A day in the life ….

1. Woken at 7am by Child Two yelling in my ear: ‘it’s 7 o’clock!’ Damn. The alarm clock hasn’t gone off. She is the only child in the world not already on her Easter holidays and she is going to be late. I am a bad mother. I stumble out of bed to have a shower.
2. Outside the bathroom door I find the clean bathmat I had left there last night has been adorned by either a poo or a vom from one of the cats. I decide not to investigate which, shake the questionable object into the loo, and decide there’s now no time for a shower.
3. Downstairs, I put the bathmat back into the washing machine and turn the dial to HOT.
4. Child Two joins me, with a list of stuff which needs to be done instantaneously. This includes a letter to her history teacher, a form which should have been in yesterday, and the ribbons from her ballet shoes, which I have sewn on wrong again.
5. We both bolt our breakfast and start getting our coats and shoes on. I wander into the sitting room in search of a coat. Mistake.

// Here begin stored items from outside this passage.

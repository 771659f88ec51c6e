//! `PostgreSQL` backend using `tokio-postgres` pooled through
//! `deadpool-postgres`.

use std::sync::Arc;

use async_trait::async_trait;
use bytes::BytesMut;
use chrono::{DateTime, NaiveDateTime, Utc};
use deadpool_postgres::Pool;
use postgres_protocol::types::{
    bool_from_sql, float4_from_sql, float8_from_sql, int2_from_sql, int4_from_sql, int8_from_sql,
    text_from_sql,
};
use tokio::sync::Mutex;
use tokio_postgres::types::{FromSql, IsNull, ToSql, Type};

use crate::{
    db::{Backend, ExecOutcome, PoolBackend},
    scan::Row,
    value::Value,
    Error,
};

/// `PostgreSQL` connection pool.
pub struct PostgresPool {
    pool: Pool,
}

impl PostgresPool {
    /// Create a pool from a connection URL and verify it with one checkout.
    ///
    /// # Errors
    ///
    /// * If the pool cannot be created or the first checkout fails.
    pub async fn open(dsn: &str) -> Result<Self, Error> {
        let mut cfg = deadpool_postgres::Config::new();
        cfg.url = Some(dsn.to_string());

        let pool = cfg.create_pool(
            Some(deadpool_postgres::Runtime::Tokio1),
            tokio_postgres::NoTls,
        )?;

        // Checkout once so a bad DSN fails at open, not first use.
        drop(pool.get().await?);

        Ok(Self { pool })
    }

    async fn get_client(&self) -> Result<deadpool_postgres::Object, Error> {
        Ok(self.pool.get().await?)
    }
}

impl std::fmt::Debug for PostgresPool {
    fn fmt(&self, f: &mut std::fmt::Formatter<'_>) -> std::fmt::Result {
        f.debug_struct("PostgresPool").finish_non_exhaustive()
    }
}

#[async_trait]
impl Backend for PostgresPool {
    async fn exec(&self, sql: &str, params: &[Value]) -> Result<ExecOutcome, Error> {
        let client = self.get_client().await?;
        exec_statement(&client, sql, params).await
    }

    async fn exec_script(&self, sql: &str) -> Result<u64, Error> {
        let client = self.get_client().await?;
        exec_script(&client, sql).await
    }

    async fn query(&self, sql: &str, params: &[Value]) -> Result<Vec<Row>, Error> {
        let client = self.get_client().await?;
        query_statement(&client, sql, params).await
    }
}

#[async_trait]
impl PoolBackend for PostgresPool {
    async fn begin(&self, write: bool) -> Result<Box<dyn Backend>, Error> {
        let client = self.get_client().await?;

        client
            .execute(if write { "BEGIN" } else { "BEGIN READ ONLY" }, &[])
            .await?;

        Ok(Box::new(PostgresTransaction {
            client: Arc::new(Mutex::new(client)),
        }))
    }
}

/// A transaction's dedicated pooled client. The client returns to the pool
/// when the transaction handle drops.
pub struct PostgresTransaction {
    client: Arc<Mutex<deadpool_postgres::Object>>,
}

impl std::fmt::Debug for PostgresTransaction {
    fn fmt(&self, f: &mut std::fmt::Formatter<'_>) -> std::fmt::Result {
        f.debug_struct("PostgresTransaction").finish_non_exhaustive()
    }
}

#[async_trait]
impl Backend for PostgresTransaction {
    async fn exec(&self, sql: &str, params: &[Value]) -> Result<ExecOutcome, Error> {
        let client = self.client.lock().await;
        exec_statement(&client, sql, params).await
    }

    async fn exec_script(&self, sql: &str) -> Result<u64, Error> {
        let client = self.client.lock().await;
        exec_script(&client, sql).await
    }

    async fn query(&self, sql: &str, params: &[Value]) -> Result<Vec<Row>, Error> {
        let client = self.client.lock().await;
        query_statement(&client, sql, params).await
    }
}

async fn exec_statement(
    client: &tokio_postgres::Client,
    sql: &str,
    params: &[Value],
) -> Result<ExecOutcome, Error> {
    log::trace!("exec: {sql} params: {params:?}");
    let pg_params: Vec<PgValue> = params.iter().cloned().map(PgValue).collect();
    let refs: Vec<&(dyn ToSql + Sync)> = pg_params
        .iter()
        .map(|param| param as &(dyn ToSql + Sync))
        .collect();

    let rows_affected = client.execute(sql, &refs).await?;

    // The driver has no last-insert-id; inserts learn their key via
    // RETURNING instead.
    Ok(ExecOutcome {
        rows_affected,
        last_insert_id: 0,
    })
}

/// Run a semicolon-separated script in one round trip, reporting the rows
/// affected by the last statement.
async fn exec_script(client: &tokio_postgres::Client, sql: &str) -> Result<u64, Error> {
    log::trace!("exec script:\n{sql}");
    let mut last = 0_u64;
    for message in client.simple_query(sql).await? {
        if let tokio_postgres::SimpleQueryMessage::CommandComplete(count) = message {
            last = count;
        }
    }
    Ok(last)
}

async fn query_statement(
    client: &tokio_postgres::Client,
    sql: &str,
    params: &[Value],
) -> Result<Vec<Row>, Error> {
    log::trace!("query: {sql} params: {params:?}");
    let pg_params: Vec<PgValue> = params.iter().cloned().map(PgValue).collect();
    let refs: Vec<&(dyn ToSql + Sync)> = pg_params
        .iter()
        .map(|param| param as &(dyn ToSql + Sync))
        .collect();

    let rows = client.query(sql, &refs).await?;
    rows.iter().map(from_row).collect()
}

fn from_row(row: &tokio_postgres::Row) -> Result<Row, Error> {
    let mut columns = Vec::with_capacity(row.columns().len());

    for (idx, column) in row.columns().iter().enumerate() {
        let value: Value = row.try_get(idx)?;
        columns.push((column.name().to_string(), value));
    }

    Ok(Row { columns })
}

impl<'a> FromSql<'a> for Value {
    fn from_sql(
        ty: &Type,
        raw: &'a [u8],
    ) -> Result<Self, Box<dyn std::error::Error + Sync + Send>> {
        Ok(match ty.name() {
            "bool" => Self::Bool(bool_from_sql(raw)?),
            "int2" | "smallint" | "smallserial" => Self::Int(i64::from(int2_from_sql(raw)?)),
            "int4" | "int" | "serial" => Self::Int(i64::from(int4_from_sql(raw)?)),
            "int8" | "bigint" | "bigserial" => Self::Int(int8_from_sql(raw)?),
            "float4" | "real" => Self::Real(f64::from(float4_from_sql(raw)?)),
            "float8" | "double precision" => Self::Real(float8_from_sql(raw)?),
            "varchar" | "text" | "bpchar" | "char" | "name" | "citext" | "unknown" => {
                Self::String(text_from_sql(raw)?.to_string())
            }
            "timestamp" => Self::DateTime(NaiveDateTime::from_sql(ty, raw)?.and_utc()),
            "timestamptz" => Self::DateTime(DateTime::<Utc>::from_sql(ty, raw)?),
            "bytea" => Self::Bytes(raw.to_vec()),
            "json" => Self::String(std::str::from_utf8(raw)?.to_string()),
            // jsonb carries a one-byte version prefix before the text
            "jsonb" => Self::String(std::str::from_utf8(&raw[1..])?.to_string()),
            _ => {
                return Err(Box::new(Error::TypeNotFound {
                    type_name: ty.to_string(),
                }))
            }
        })
    }

    fn from_sql_null(ty: &Type) -> Result<Self, Box<dyn std::error::Error + Sync + Send>> {
        Ok(match ty.name() {
            "bool" => Self::BoolOpt(None),
            "int2" | "smallint" | "smallserial" | "int4" | "int" | "serial" | "int8" | "bigint"
            | "bigserial" => Self::IntOpt(None),
            "float4" | "real" | "float8" | "double precision" => Self::RealOpt(None),
            "varchar" | "text" | "bpchar" | "char" | "name" | "citext" => Self::StringOpt(None),
            "timestamp" | "timestamptz" => Self::DateTimeOpt(None),
            "bytea" => Self::BytesOpt(None),
            _ => Self::Null,
        })
    }

    fn accepts(_ty: &Type) -> bool {
        true
    }
}

/// [`Value`] adapter implementing the driver's parameter encoding.
#[derive(Debug, Clone)]
pub struct PgValue(Value);

impl From<Value> for PgValue {
    fn from(value: Value) -> Self {
        Self(value)
    }
}

impl ToSql for PgValue {
    fn accepts(_ty: &Type) -> bool
    where
        Self: Sized,
    {
        true
    }

    #[allow(clippy::too_many_lines)]
    fn to_sql_checked(
        &self,
        ty: &Type,
        out: &mut BytesMut,
    ) -> Result<IsNull, Box<dyn std::error::Error + Sync + Send>> {
        Ok(match &self.0 {
            value if value.is_null() => IsNull::Yes,
            Value::String(value) | Value::StringOpt(Some(value)) => {
                if matches!(ty.name(), "json" | "jsonb") {
                    write_json_text(value, ty, out)
                } else {
                    value.to_sql(ty, out)?
                }
            }
            Value::Bool(value) | Value::BoolOpt(Some(value)) => value.to_sql(ty, out)?,
            Value::Int(value) | Value::IntOpt(Some(value)) => value.to_sql(ty, out)?,
            Value::UInt(value) | Value::UIntOpt(Some(value)) => {
                i64::try_from(*value)?.to_sql(ty, out)?
            }
            Value::Real(value) | Value::RealOpt(Some(value)) => value.to_sql(ty, out)?,
            Value::DateTime(value) | Value::DateTimeOpt(Some(value)) => {
                if ty.name() == "timestamptz" {
                    value.to_sql(ty, out)?
                } else {
                    value.naive_utc().to_sql(ty, out)?
                }
            }
            Value::Bytes(value) | Value::BytesOpt(Some(value)) => {
                value.as_slice().to_sql(ty, out)?
            }
            Value::Json(value) => write_json_text(&value.to_string(), ty, out),
            // is_null() above covered the remaining variants
            _ => IsNull::Yes,
        })
    }

    fn to_sql(
        &self,
        ty: &Type,
        out: &mut BytesMut,
    ) -> Result<IsNull, Box<dyn std::error::Error + Sync + Send>>
    where
        Self: Sized,
    {
        self.to_sql_checked(ty, out)
    }
}

fn write_json_text(text: &str, ty: &Type, out: &mut BytesMut) -> IsNull {
    if ty.name() == "jsonb" {
        out.extend_from_slice(&[1]);
    }
    out.extend_from_slice(text.as_bytes());
    IsNull::No
}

Both the cats are sitting on the sofa, looking pointedly at a very dead, headless mouse laid out on the floor in front of them. They are expecting a big thank you from Mummy. I pretend I haven’t seen and we rush to the car.
6. Child Two gets to school ten minutes early, as there is no one else on the roads. They’re all on holiday, having broken up last week. We are both bitter about this.

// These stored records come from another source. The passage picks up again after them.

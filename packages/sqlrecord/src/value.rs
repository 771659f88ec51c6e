//! Tagged values exchanged between records, the rewriter, and the drivers,
//! plus the literal encoder used by the bulk write paths.

use chrono::{DateTime, SecondsFormat, Utc};

use crate::schema::FieldDescriptor;

/// A single column value in driver-neutral form.
///
/// The `*Opt` variants model nullable record fields: `StringOpt(None)` is a
/// NULL that remembers it wanted to be a string, which matters when a result
/// column is projected back into a typed destination.
#[derive(Debug, Clone, PartialEq)]
pub enum Value {
    Null,
    String(String),
    StringOpt(Option<String>),
    Bool(bool),
    BoolOpt(Option<bool>),
    Int(i64),
    IntOpt(Option<i64>),
    UInt(u64),
    UIntOpt(Option<u64>),
    Real(f64),
    RealOpt(Option<f64>),
    DateTime(DateTime<Utc>),
    DateTimeOpt(Option<DateTime<Utc>>),
    Bytes(Vec<u8>),
    BytesOpt(Option<Vec<u8>>),
    /// A parsed JSON document, produced and consumed by `json`-flagged
    /// record fields.
    Json(serde_json::Value),
}

impl Value {
    #[must_use]
    pub const fn is_null(&self) -> bool {
        matches!(
            self,
            Self::Null
                | Self::StringOpt(None)
                | Self::BoolOpt(None)
                | Self::IntOpt(None)
                | Self::UIntOpt(None)
                | Self::RealOpt(None)
                | Self::DateTimeOpt(None)
                | Self::BytesOpt(None)
                | Self::Json(serde_json::Value::Null)
        )
    }

    /// Whether the value equals the zero value of its declared kind. Used by
    /// `omitempty` and the NULL normalizer. Datetimes have no zero; absence
    /// is modeled with `DateTimeOpt(None)`.
    #[must_use]
    pub fn is_zero(&self) -> bool {
        match self {
            Self::String(value) | Self::StringOpt(Some(value)) => value.is_empty(),
            Self::Bool(value) | Self::BoolOpt(Some(value)) => !value,
            Self::Int(value) | Self::IntOpt(Some(value)) => *value == 0,
            Self::UInt(value) | Self::UIntOpt(Some(value)) => *value == 0,
            Self::Real(value) | Self::RealOpt(Some(value)) => *value == 0.0,
            Self::Bytes(value) | Self::BytesOpt(Some(value)) => value.is_empty(),
            Self::DateTime(_) | Self::DateTimeOpt(Some(_)) => false,
            _ => self.is_null(),
        }
    }

    /// Short kind tag for diagnostics.
    #[must_use]
    pub const fn kind_name(&self) -> &'static str {
        match self {
            Self::Null => "null",
            Self::String(_) | Self::StringOpt(_) => "string",
            Self::Bool(_) | Self::BoolOpt(_) => "bool",
            Self::Int(_) | Self::IntOpt(_) => "int",
            Self::UInt(_) | Self::UIntOpt(_) => "uint",
            Self::Real(_) | Self::RealOpt(_) => "real",
            Self::DateTime(_) | Self::DateTimeOpt(_) => "datetime",
            Self::Bytes(_) | Self::BytesOpt(_) => "bytes",
            Self::Json(_) => "json",
        }
    }

    #[must_use]
    pub fn as_str(&self) -> Option<&str> {
        match self {
            Self::String(value) | Self::StringOpt(Some(value)) => Some(value),
            _ => None,
        }
    }

    #[must_use]
    pub const fn as_i64(&self) -> Option<i64> {
        match self {
            Self::Int(value) | Self::IntOpt(Some(value)) => Some(*value),
            _ => None,
        }
    }

    #[must_use]
    pub const fn as_f64(&self) -> Option<f64> {
        match self {
            Self::Real(value) | Self::RealOpt(Some(value)) => Some(*value),
            _ => None,
        }
    }

    #[must_use]
    pub const fn as_bool(&self) -> Option<bool> {
        match self {
            Self::Bool(value) | Self::BoolOpt(Some(value)) => Some(*value),
            _ => None,
        }
    }

    // Lossy projections for `Record::set` implementations: integer widths
    // cross with two's-complement truncation, NULL and foreign kinds become
    // the destination's zero.

    #[must_use]
    pub fn into_string(self) -> String {
        self.into_string_opt().unwrap_or_default()
    }

    #[must_use]
    pub fn into_string_opt(self) -> Option<String> {
        match self {
            Self::String(value) | Self::StringOpt(Some(value)) => Some(value),
            Self::Bytes(value) | Self::BytesOpt(Some(value)) => {
                String::from_utf8(value).ok()
            }
            _ => None,
        }
    }

    #[must_use]
    pub fn into_i64(self) -> i64 {
        self.into_i64_opt().unwrap_or_default()
    }

    #[must_use]
    #[allow(clippy::cast_possible_wrap)]
    pub fn into_i64_opt(self) -> Option<i64> {
        match self {
            Self::Int(value) | Self::IntOpt(Some(value)) => Some(value),
            Self::UInt(value) | Self::UIntOpt(Some(value)) => Some(value as i64),
            _ => None,
        }
    }

    #[must_use]
    pub fn into_u64(self) -> u64 {
        self.into_u64_opt().unwrap_or_default()
    }

    #[must_use]
    #[allow(clippy::cast_sign_loss)]
    pub fn into_u64_opt(self) -> Option<u64> {
        match self {
            Self::UInt(value) | Self::UIntOpt(Some(value)) => Some(value),
            Self::Int(value) | Self::IntOpt(Some(value)) => Some(value as u64),
            _ => None,
        }
    }

    #[must_use]
    pub fn into_f64(self) -> f64 {
        self.into_f64_opt().unwrap_or_default()
    }

    #[must_use]
    #[allow(clippy::cast_precision_loss)]
    pub fn into_f64_opt(self) -> Option<f64> {
        match self {
            Self::Real(value) | Self::RealOpt(Some(value)) => Some(value),
            Self::Int(value) | Self::IntOpt(Some(value)) => Some(value as f64),
            _ => None,
        }
    }

    #[must_use]
    pub fn into_bool(self) -> bool {
        self.into_bool_opt().unwrap_or_default()
    }

    #[must_use]
    pub fn into_bool_opt(self) -> Option<bool> {
        match self {
            Self::Bool(value) | Self::BoolOpt(Some(value)) => Some(value),
            Self::Int(value) | Self::IntOpt(Some(value)) => Some(value != 0),
            _ => None,
        }
    }

    #[must_use]
    pub fn into_datetime_opt(self) -> Option<DateTime<Utc>> {
        match self {
            Self::DateTime(value) | Self::DateTimeOpt(Some(value)) => Some(value),
            Self::String(value) | Self::StringOpt(Some(value)) => {
                DateTime::parse_from_rfc3339(&value)
                    .ok()
                    .map(|dt| dt.with_timezone(&Utc))
            }
            _ => None,
        }
    }

    #[must_use]
    pub fn into_bytes(self) -> Vec<u8> {
        self.into_bytes_opt().unwrap_or_default()
    }

    #[must_use]
    pub fn into_bytes_opt(self) -> Option<Vec<u8>> {
        match self {
            Self::Bytes(value) | Self::BytesOpt(Some(value)) => Some(value),
            Self::String(value) | Self::StringOpt(Some(value)) => Some(value.into_bytes()),
            _ => None,
        }
    }

    /// Deserialize a `json`-flagged field's scanned document into its typed
    /// form. NULL yields the type's default.
    ///
    /// # Errors
    ///
    /// * If the document does not match the destination type.
    pub fn into_json<T: serde::de::DeserializeOwned + Default>(self) -> Result<T, crate::Error> {
        match self {
            Self::Json(value) if !value.is_null() => Ok(serde_json::from_value(value)?),
            _ => Ok(T::default()),
        }
    }

    /// As [`Value::into_json`] for optional fields; NULL yields `None`.
    ///
    /// # Errors
    ///
    /// * If the document does not match the destination type.
    pub fn into_json_opt<T: serde::de::DeserializeOwned>(
        self,
    ) -> Result<Option<T>, crate::Error> {
        match self {
            Self::Json(value) if !value.is_null() => Ok(Some(serde_json::from_value(value)?)),
            _ => Ok(None),
        }
    }
}

impl<T: Into<Value>> From<Option<T>> for Value {
    fn from(val: Option<T>) -> Self {
        val.map_or(Self::Null, Into::into)
    }
}

impl From<bool> for Value {
    fn from(val: bool) -> Self {
        Self::Bool(val)
    }
}

impl From<&str> for Value {
    fn from(val: &str) -> Self {
        Self::String(val.to_string())
    }
}

impl From<String> for Value {
    fn from(val: String) -> Self {
        Self::String(val)
    }
}

impl From<f32> for Value {
    fn from(val: f32) -> Self {
        Self::Real(f64::from(val))
    }
}

impl From<f64> for Value {
    fn from(val: f64) -> Self {
        Self::Real(val)
    }
}

impl From<i8> for Value {
    fn from(val: i8) -> Self {
        Self::Int(i64::from(val))
    }
}

impl From<i16> for Value {
    fn from(val: i16) -> Self {
        Self::Int(i64::from(val))
    }
}

impl From<i32> for Value {
    fn from(val: i32) -> Self {
        Self::Int(i64::from(val))
    }
}

impl From<i64> for Value {
    fn from(val: i64) -> Self {
        Self::Int(val)
    }
}

impl From<u8> for Value {
    fn from(val: u8) -> Self {
        Self::UInt(u64::from(val))
    }
}

impl From<u16> for Value {
    fn from(val: u16) -> Self {
        Self::UInt(u64::from(val))
    }
}

impl From<u32> for Value {
    fn from(val: u32) -> Self {
        Self::UInt(u64::from(val))
    }
}

impl From<u64> for Value {
    fn from(val: u64) -> Self {
        Self::UInt(val)
    }
}

impl From<DateTime<Utc>> for Value {
    fn from(val: DateTime<Utc>) -> Self {
        Self::DateTime(val)
    }
}

impl From<Vec<u8>> for Value {
    fn from(val: Vec<u8>) -> Self {
        Self::Bytes(val)
    }
}

impl From<serde_json::Value> for Value {
    fn from(val: serde_json::Value) -> Self {
        Self::Json(val)
    }
}

/// Quote an identifier with double quotes, doubling embedded quotes.
#[must_use]
pub fn quote_ident(ident: &str) -> String {
    format!("\"{}\"", ident.replace('"', "\"\""))
}

/// Quote a string literal with single quotes, doubling embedded quotes.
#[must_use]
pub fn quote_literal(value: &str) -> String {
    format!("'{}'", value.replace('\'', "''"))
}

/// RFC 3339 rendering used for datetime binds and literals, nanoseconds
/// included when present.
#[must_use]
pub fn format_datetime(value: &DateTime<Utc>) -> String {
    value.to_rfc3339_opts(SecondsFormat::AutoSi, true)
}

/// Normalize a record field value for `INSERT`/`UPDATE`: a zero value
/// becomes NULL when the field admits it.
///
/// # Panics
///
/// * If the field is an empty optional marked `notnull`; there is no value
///   to write and no literal zero to substitute, so this is a programming
///   error in the record definition.
#[must_use]
pub fn null_value(value: Value, field: &FieldDescriptor) -> Value {
    if value.is_zero() {
        if field.allow_null() {
            return Value::Null;
        }
        assert!(
            !(field.optional && value.is_null()),
            "unable to store empty value in \"notnull\" field: {}",
            field.field,
        );
    }
    value
}

/// Render a value as a SQL literal for the bulk write paths.
#[must_use]
pub fn literal(value: &Value) -> String {
    match value {
        Value::String(v) | Value::StringOpt(Some(v)) => quote_literal(v),
        Value::Bool(v) | Value::BoolOpt(Some(v)) => {
            if *v {
                "TRUE".to_string()
            } else {
                "FALSE".to_string()
            }
        }
        Value::Int(v) | Value::IntOpt(Some(v)) => v.to_string(),
        Value::UInt(v) | Value::UIntOpt(Some(v)) => v.to_string(),
        Value::Real(v) | Value::RealOpt(Some(v)) => v.to_string(),
        Value::DateTime(v) | Value::DateTimeOpt(Some(v)) => quote_literal(&format_datetime(v)),
        Value::Bytes(v) | Value::BytesOpt(Some(v)) => {
            quote_literal(&String::from_utf8_lossy(v))
        }
        Value::Json(v) if !v.is_null() => quote_literal(&v.to_string()),
        _ => "NULL".to_string(),
    }
}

7. We say our farewells. Hers is perfunctory. Mine is very emotional, as she is going on a sleepover after school and I have just heard the sad news about Peaches Geldof on the news. ‘Muuum. See you tomorrow,’ she says, fighting me off.

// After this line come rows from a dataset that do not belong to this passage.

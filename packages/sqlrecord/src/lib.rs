#![cfg_attr(feature = "fail-on-warnings", deny(warnings))]
#![warn(clippy::all, clippy::pedantic, clippy::nursery, clippy::cargo)]
#![allow(clippy::multiple_crate_versions)]

//! Record-mapped SQL access for `SQLite` and `PostgreSQL`.
//!
//! The crate removes the boilerplate of column binding and parameter
//! marshaling by letting applications address relational tables through
//! record types that carry column metadata. Three subsystems cooperate:
//!
//! - a **row scanner** that projects result sets into scalars, records,
//!   sequences of either, or string matrices, with explicit NULL discipline
//!   and opt-in JSON columns ([`scan`], [`Record`]);
//! - a **statement rewriter** that replaces `?` markers with the driver's
//!   placeholder dialect, expands slice arguments into parenthesized lists,
//!   and inlines `@` identifier markers as quoted names ([`rewrite`]);
//! - a **transaction manager** that layers read-only vs. read-write
//!   semantics on the drivers, serializes `SQLite` write-transaction begin
//!   process-wide, and runs scoped transactions with automatic
//!   commit/rollback and post-commit/post-rollback hooks ([`Db`], [`Tx`]).
//!
//! ```rust,ignore
//! use sqlrecord::{args, Db};
//!
//! let db = Db::open("sqlite3", "app.db").await?;
//! let mut user = User { name: "Max".into(), ..User::default() };
//! db.save("user", &mut user).await?;
//!
//! let names: Vec<String> = db
//!     .query_scalars("SELECT name FROM @ WHERE id IN ?", &args!["user", vec![1_i64, 2, 4]])
//!     .await?;
//! ```

use std::fmt;

use thiserror::Error;

pub mod db;
#[cfg(feature = "postgres")]
pub mod postgres;
pub mod rewrite;
pub mod scan;
pub mod schema;
#[cfg(feature = "sqlite")]
pub mod sqlite;
pub mod value;
pub mod write;

pub use db::{Db, Tx, TxOptions};
pub use rewrite::Arg;
pub use scan::{FromValue, Row};
pub use schema::{descriptor, Descriptor, FieldDef, FieldDescriptor, FieldKind, Record};
pub use value::Value;

/// Supported database drivers.
#[derive(Debug, Clone, Copy, PartialEq, Eq)]
pub enum Driver {
    /// `SQLite` through `rusqlite`.
    Sqlite3,
    /// `PostgreSQL` through `tokio-postgres`.
    Postgres,
}

impl Driver {
    #[must_use]
    pub const fn as_str(self) -> &'static str {
        match self {
            Self::Sqlite3 => "sqlite3",
            Self::Postgres => "postgres",
        }
    }
}

impl fmt::Display for Driver {
    fn fmt(&self, f: &mut fmt::Formatter<'_>) -> fmt::Result {
        f.write_str(self.as_str())
    }
}

/// How value placeholders are rendered into driver SQL.
#[derive(Debug, Clone, Copy, PartialEq, Eq)]
pub enum PlaceholderMode {
    /// Emit `?` (`SQLite`).
    Question,
    /// Emit `$n`, 1-based (`PostgreSQL`).
    Dollar,
}

/// Per-handle statement-rewriting and write-path configuration.
///
/// A transaction handle receives a copy of the pool handle's configuration
/// at begin time; changing the pool handle afterwards does not affect
/// transactions already running.
#[derive(Debug, Clone)]
pub struct Config {
    pub placeholder_mode: PlaceholderMode,
    /// Rune consuming one positional argument (default `?`).
    pub placeholder_value: char,
    /// Rune consuming one string argument, inlined as a quoted identifier
    /// (default `@`).
    pub placeholder_key: char,
    /// Reserved escape rune (default `\`). Has no effect in this revision.
    pub placeholder_escape: char,
    /// Slice arguments longer than this are inlined as literals instead of
    /// placeholders.
    pub max_placeholder: usize,
    /// Append `RETURNING <pk>` on insert to learn the generated key.
    pub use_returning_for_last_id: bool,
    /// The driver reports `last_insert_id` on exec.
    pub supports_last_insert_id: bool,
}

impl Default for Config {
    fn default() -> Self {
        Self {
            placeholder_mode: PlaceholderMode::Question,
            placeholder_value: '?',
            placeholder_key: '@',
            placeholder_escape: '\\',
            max_placeholder: 100,
            use_returning_for_last_id: false,
            supports_last_insert_id: true,
        }
    }
}

/// Errors surfaced by every operation in the crate.
///
/// The first group are sentinels: they carry no driver payload and are meant
/// to be matched programmatically (`matches!(err, Error::NoRows)`). Driver
/// errors pass through transparently; statement context is attached by the
/// [`Error::Statement`] wrapper.
#[derive(Debug, Error)]
pub enum Error {
    /// A single-row destination received an empty result set.
    #[error("query returned 0 rows")]
    NoRows,
    /// A write affected a different number of rows than required.
    #[error("mismatched rows affected")]
    MismatchedRowsAffected,
    #[error("unknown driver {0:?}")]
    UnknownDriver(String),
    /// A slice argument was empty; `IN ()` is not valid SQL.
    #[error("unable to expand empty slice argument")]
    EmptySlice,
    /// A write path was reached on a read-only transaction.
    #[error("[{driver}] trying to write into read-only transaction: {statement}")]
    ReadOnlyTransaction { driver: Driver, statement: String },
    /// `save`/`update` need a record type with exactly one `pk` column.
    #[error("record needs exactly one 'pk' column")]
    NoPrimaryKey,
    /// Fewer arguments than placeholders.
    #[error("expecting argument #{index}, got {supplied} arguments")]
    MissingArgument { index: usize, supplied: usize },
    /// A slice element past the placeholder threshold was neither an
    /// integer, a string, nor null.
    #[error("unable to inline {kind} element in slice placeholder, only integers and strings are supported")]
    UnsupportedLiteral { kind: &'static str },
    /// The identifier marker consumed a non-string argument.
    #[error("identifier placeholder needs a string argument, argument #{index} is {kind}")]
    IdentifierArgument { index: usize, kind: &'static str },
    #[error("empty statement")]
    EmptyStatement,
    #[error("unable to build UPDATE clause with empty primary key column {0:?}")]
    EmptyPrimaryKey(String),
    /// `update_bulk`/`save_slice` and friends need a non-record destination.
    #[error("could not convert value to '{0}'")]
    CouldNotConvert(&'static str),
    /// A result column's type has no mapping onto [`Value`].
    #[error("type not found: '{type_name}'")]
    TypeNotFound { type_name: String },
    /// The scoped transaction job panicked; the transaction was rolled back.
    #[error("transaction job panicked: {0}")]
    JobPanic(String),
    /// The original error plus the rollback failure that followed it.
    #[error("{source} (rollback: {rollback})")]
    RollbackFailed {
        source: Box<Error>,
        rollback: Box<Error>,
    },
    #[error(transparent)]
    Json(#[from] serde_json::Error),
    #[cfg(feature = "sqlite")]
    #[error(transparent)]
    Sqlite(#[from] rusqlite::Error),
    #[cfg(feature = "postgres")]
    #[error(transparent)]
    Postgres(#[from] tokio_postgres::Error),
    #[cfg(feature = "postgres")]
    #[error(transparent)]
    Pool(#[from] deadpool_postgres::PoolError),
    #[cfg(feature = "postgres")]
    #[error(transparent)]
    CreatePool(#[from] deadpool_postgres::CreatePoolError),
    /// A driver error decorated with the rewritten SQL and its arguments.
    #[error("database error: {source} SQL:\n {sql} \nARGS:\n{args}")]
    Statement {
        source: Box<Error>,
        sql: String,
        args: String,
    },
}

impl Error {
    /// Attach statement context to a driver error. [`Error::NoRows`] passes
    /// through untouched so callers can keep matching it by identity.
    #[must_use]
    pub fn with_statement(self, sql: &str, params: &[Value]) -> Self {
        if matches!(self, Self::NoRows) {
            return self;
        }
        Self::Statement {
            source: Box::new(self),
            sql: truncate(sql, 2000),
            args: args_to_string(params),
        }
    }
}

fn truncate(s: &str, max: usize) -> String {
    if s.chars().count() <= max {
        return s.to_string();
    }
    let cut: String = s.chars().take(max).collect();
    format!("{cut}...")
}

fn args_to_string(params: &[Value]) -> String {
    if params.is_empty() {
        return " <none>".to_string();
    }
    let mut out = String::new();
    for (idx, param) in params.iter().enumerate() {
        out.push_str(&format!(" #{idx} {param:?}\n"));
    }
    out
}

8. On the way home, I stop in at Sainsbury’s, forgetting that I have no make-up on and I am wearing two clashing scarves because I couldn’t find a coat. The man at the till eyes me strangely and then, of course, it all comes flooding back.
9. Returning home, I deal with the mouse, while the cats stare at me crossly. ‘What, not a word of gratitude? And we left you the best bits to eat.’ The mouse gets the economy funeral package (in the wheelie bin) and I take all my protective gear downstairs to bleach.
10. When I come upstairs to feed the cats, I find one has left another mysterious emission on the carpet. I’m sure I’d be equally queasy if I’d been up all night eating mice’s heads, but I hope I’d confine my efforts to the wooden floor, which is a lot easier to clean. Just a thought.